//! Low-level SOAP protocol implementation for Wemo communication.
//!
//! Builds envelopes, sends them over HTTP, and unwraps response envelopes
//! into a [`SoapBody`]. For role-level commands, see `control.rs`.

use std::time::Duration;

use quick_xml::events::Event;
use quick_xml::reader::Reader;
use reqwest::Client;
use thiserror::Error;

use super::services::WemoService;
use super::traits::DeviceClient;
use super::utils::{escape_xml, extract_xml_text};

// ─────────────────────────────────────────────────────────────────────────────
// Error Types
// ─────────────────────────────────────────────────────────────────────────────

/// Errors that can occur while talking to a Wemo device.
#[derive(Debug, Error)]
pub enum SoapError {
    /// HTTP request to the device failed.
    #[error("HTTP request failed: {0}")]
    Http(#[from] reqwest::Error),

    /// Device returned a non-success HTTP status without a SOAP fault.
    #[error("HTTP error {0}: {1}")]
    HttpStatus(u16, String),

    /// Response body carried a fault marker.
    #[error("SOAP fault: {fault}")]
    Fault {
        /// Fault string plus UPnP error detail when present.
        fault: String,
        /// The raw response, for diagnosis.
        raw: String,
    },

    /// Response lacked the expected envelope/body structure.
    #[error("failed to unwrap response ({reason}); response: {raw}")]
    Unwrap {
        /// What was missing.
        reason: String,
        /// The raw response, for diagnosis.
        raw: String,
    },

    /// Device descriptor could not be interpreted.
    #[error("invalid device descriptor: {0}")]
    Descriptor(String),
}

/// Convenient Result alias for SOAP operations.
pub type SoapResult<T> = Result<T, SoapError>;

impl SoapError {
    fn unwrap_failure(reason: impl Into<String>, raw: &str) -> Self {
        Self::Unwrap {
            reason: reason.into(),
            raw: raw.to_string(),
        }
    }
}

// ─────────────────────────────────────────────────────────────────────────────
// Envelope
// ─────────────────────────────────────────────────────────────────────────────

/// Builds a SOAP 1.1 envelope for `action` on `service`.
///
/// The envelope must be a single line with no leading whitespace; Wemo
/// firmware rejects XML with whitespace before the root element.
pub fn build_envelope(service: &str, action: &str, args: &[(&str, &str)]) -> String {
    let mut body = format!(
        r#"<?xml version="1.0" encoding="utf-8"?><s:Envelope xmlns:s="http://schemas.xmlsoap.org/soap/envelope/" s:encodingStyle="http://schemas.xmlsoap.org/soap/encoding/"><s:Body><u:{} xmlns:u="{}">"#,
        action, service
    );

    for (k, v) in args {
        body.push_str(&format!("<{k}>{}</{k}>", escape_xml(v)));
    }

    body.push_str(&format!(r#"</u:{}></s:Body></s:Envelope>"#, action));
    body
}

/// Posts a SOAP envelope to `url` and returns the raw response body.
///
/// The body is returned as-is, including empty bodies and bodies carrying a
/// fault; interpreting it is left to [`unwrap_response`]. A non-success
/// status without a fault in the body is a transport error.
pub async fn send_soap_request(
    client: &Client,
    url: &str,
    service: &str,
    action: &str,
    args: &[(&str, &str)],
    timeout: Option<Duration>,
) -> SoapResult<String> {
    let body = build_envelope(service, action, args);

    log::info!("[SOAP] {} -> {} (body: {} bytes)", action, url, body.len());
    log::debug!("[SOAP] Request body: {}", body);

    let start = std::time::Instant::now();
    let mut request = client
        .post(url)
        .header("Content-Type", "text/xml; charset=\"utf-8\"")
        .header("SOAPAction", format!("\"{}#{}\"", service, action))
        .body(body);
    if let Some(timeout) = timeout {
        request = request.timeout(timeout);
    }
    let res = request.send().await;

    log::info!(
        "[SOAP] {} completed in {:?}: {:?}",
        action,
        start.elapsed(),
        res.as_ref().map(|r| r.status())
    );

    let res = res?;
    let status = res.status();
    let response_text = res.text().await?;

    // Faults usually arrive with a 500 status; hand them to the unwrapper
    if !status.is_success() && !contains_fault(&response_text) {
        return Err(SoapError::HttpStatus(status.as_u16(), response_text));
    }

    Ok(response_text)
}

fn contains_fault(xml: &str) -> bool {
    xml.contains(":Fault>") || xml.contains("<Fault>")
}

// ─────────────────────────────────────────────────────────────────────────────
// Response Unwrapping
// ─────────────────────────────────────────────────────────────────────────────

/// The unwrapped body of a SOAP response envelope.
#[derive(Debug, Clone, PartialEq, Eq)]
pub struct SoapBody {
    /// Local name of the first element inside `Body`
    /// (e.g. `GetBinaryStateResponse` or `Fault`).
    pub element: String,
    /// Direct children of that element, in document order, entity-decoded.
    pub fields: Vec<(String, String)>,
    raw: String,
}

impl SoapBody {
    /// Returns true if the body carries the fault marker.
    pub fn is_fault(&self) -> bool {
        self.element == "Fault"
    }

    /// Returns the decoded text of a direct child of the body element.
    pub fn field(&self, name: &str) -> Option<&str> {
        self.fields
            .iter()
            .find(|(k, _)| k == name)
            .map(|(_, v)| v.as_str())
    }

    /// Returns the raw response this body was unwrapped from.
    pub fn raw(&self) -> &str {
        &self.raw
    }

    /// Converts a fault body into [`SoapError::Fault`], passing others through.
    pub fn check_fault(self) -> SoapResult<Self> {
        if !self.is_fault() {
            return Ok(self);
        }

        let mut fault = self
            .field("faultstring")
            .filter(|s| !s.is_empty())
            .unwrap_or("Unknown SOAP fault")
            .to_string();
        if let Some(code) = extract_xml_text(&self.raw, "errorCode") {
            fault.push_str(&format!(" (UPnP error {}", code));
            if let Some(desc) = extract_xml_text(&self.raw, "errorDescription") {
                fault.push_str(&format!(": {}", desc));
            }
            fault.push(')');
        }

        Err(SoapError::Fault {
            fault,
            raw: self.raw,
        })
    }

    /// Checks the body is the `<action>Response` element (after fault detection).
    pub fn expect_response(self, action: &str) -> SoapResult<Self> {
        let body = self.check_fault()?;
        let expected = format!("{}Response", action);
        if body.element != expected {
            return Err(SoapError::unwrap_failure(
                format!("expected {} but found {}", expected, body.element),
                &body.raw,
            ));
        }
        Ok(body)
    }

    /// Returns a required field, or an unwrap failure when it is missing.
    pub fn require(&self, name: &str) -> SoapResult<String> {
        self.field(name).map(str::to_string).ok_or_else(|| {
            SoapError::unwrap_failure(format!("{} missing from {}", name, self.element), &self.raw)
        })
    }
}

/// Descends into `Envelope/Body` and returns its first element.
///
/// # Errors
/// Returns [`SoapError::Unwrap`] carrying the raw response when the
/// envelope, the body, or the body's element is missing.
pub fn unwrap_response(raw: &str) -> SoapResult<SoapBody> {
    let mut reader = Reader::from_str(raw);
    let mut buf = Vec::new();

    // Local names of currently open elements
    let mut stack: Vec<Vec<u8>> = Vec::new();
    let mut element: Option<String> = None;
    let mut fields = Vec::new();
    let mut saw_envelope = false;
    let mut saw_body = false;

    loop {
        match reader.read_event_into(&mut buf) {
            Ok(Event::Start(ref e)) => {
                let local = e.local_name().as_ref().to_vec();
                if stack.len() == 3 && in_body(&stack) {
                    // Field: consume its content, including escaped documents
                    let name = String::from_utf8_lossy(&local).to_string();
                    let text = reader
                        .read_text(e.name())
                        .map(|t| html_escape::decode_html_entities(&t).trim().to_string())
                        .unwrap_or_default();
                    fields.push((name, text));
                } else {
                    match stack.len() {
                        0 if local == b"Envelope" => saw_envelope = true,
                        1 if local == b"Body" && saw_envelope => saw_body = true,
                        2 if in_body(&stack) && element.is_none() => {
                            element = Some(String::from_utf8_lossy(&local).to_string());
                        }
                        _ => {}
                    }
                    stack.push(local);
                }
            }
            Ok(Event::Empty(ref e)) => {
                let local = e.local_name().as_ref().to_vec();
                let name = String::from_utf8_lossy(&local).to_string();
                match stack.len() {
                    2 if in_body(&stack) && element.is_none() => element = Some(name),
                    3 if in_body(&stack) => fields.push((name, String::new())),
                    _ => {}
                }
            }
            Ok(Event::End(_)) => {
                stack.pop();
                // Only the first body element is of interest
                if element.is_some() && stack.len() < 3 {
                    break;
                }
            }
            Ok(Event::Eof) => break,
            Err(e) => {
                log::debug!("[SOAP] XML parse error while unwrapping: {}", e);
                break;
            }
            _ => {}
        }
        buf.clear();
    }

    if !saw_envelope {
        return Err(SoapError::unwrap_failure("missing Envelope", raw));
    }
    if !saw_body {
        return Err(SoapError::unwrap_failure("missing Body", raw));
    }
    let Some(element) = element else {
        return Err(SoapError::unwrap_failure("empty Body", raw));
    };

    Ok(SoapBody {
        element,
        fields,
        raw: raw.to_string(),
    })
}

fn in_body(stack: &[Vec<u8>]) -> bool {
    stack.len() >= 2 && stack[0] == b"Envelope" && stack[1] == b"Body"
}

// ─────────────────────────────────────────────────────────────────────────────
// SOAP Request Builder
// ─────────────────────────────────────────────────────────────────────────────

/// Builder for constructing and sending SOAP requests through a [`DeviceClient`].
///
/// # Example
/// ```ignore
/// let raw = SoapRequestBuilder::new(client.as_ref())
///     .service(WemoService::BasicEvent)
///     .action("SetBinaryState")
///     .arg("BinaryState", "1")
///     .send()
///     .await?;
/// ```
pub struct SoapRequestBuilder<'a> {
    client: &'a dyn DeviceClient,
    service: Option<WemoService>,
    action: Option<&'a str>,
    args: Vec<(&'a str, String)>,
}

impl<'a> SoapRequestBuilder<'a> {
    /// Creates a new SOAP request builder.
    #[must_use]
    pub fn new(client: &'a dyn DeviceClient) -> Self {
        Self {
            client,
            service: None,
            action: None,
            args: Vec::new(),
        }
    }

    /// Sets the Wemo service for this request.
    #[must_use]
    pub fn service(mut self, service: WemoService) -> Self {
        self.service = Some(service);
        self
    }

    /// Sets the SOAP action name.
    #[must_use]
    pub fn action(mut self, action: &'a str) -> Self {
        self.action = Some(action);
        self
    }

    /// Adds an argument to the SOAP request.
    ///
    /// Arguments are included in the SOAP body in the order they are added.
    #[must_use]
    pub fn arg(mut self, key: &'a str, value: impl Into<String>) -> Self {
        self.args.push((key, value.into()));
        self
    }

    /// Sends the request and returns the raw (possibly empty) response body.
    ///
    /// # Errors
    /// Returns `SoapError` if the service or action is not set, or if the
    /// transport fails.
    pub async fn send(self) -> SoapResult<String> {
        let service = self
            .service
            .ok_or_else(|| SoapError::unwrap_failure("SoapRequestBuilder: service not set", ""))?;
        let action = self
            .action
            .ok_or_else(|| SoapError::unwrap_failure("SoapRequestBuilder: action not set", ""))?;

        let args: Vec<(&str, &str)> = self.args.iter().map(|(k, v)| (*k, v.as_str())).collect();
        self.client.request(service, action, &args).await
    }

    /// Sends the request and unwraps a `<action>Response` body.
    ///
    /// Unlike [`send`](Self::send) an empty response is an unwrap failure.
    pub async fn call(self) -> SoapResult<SoapBody> {
        let action = self.action.unwrap_or_default();
        let raw = self.send().await?;
        unwrap_response(&raw)?.expect_response(action)
    }

    /// Returns the request parts without sending (for testing).
    #[cfg(test)]
    pub fn into_parts(self) -> Option<(WemoService, &'a str, Vec<(&'a str, String)>)> {
        let service = self.service?;
        let action = self.action?;
        Some((service, action, self.args))
    }
}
========================================
**Task instructions:** Please reproduce exactly the lines from the first one of the records above through the line containing "use quick_xml::events::Event;", both included, and nothing else.

**Response for this exercise:**
//! Low-level SOAP protocol implementation for Wemo communication.
//!
//! Builds envelopes, sends them over HTTP, and unwraps response envelopes
//! into a [`SoapBody`]. For role-level commands, see `control.rs`.

use std::time::Duration;

use quick_xml::events::Event;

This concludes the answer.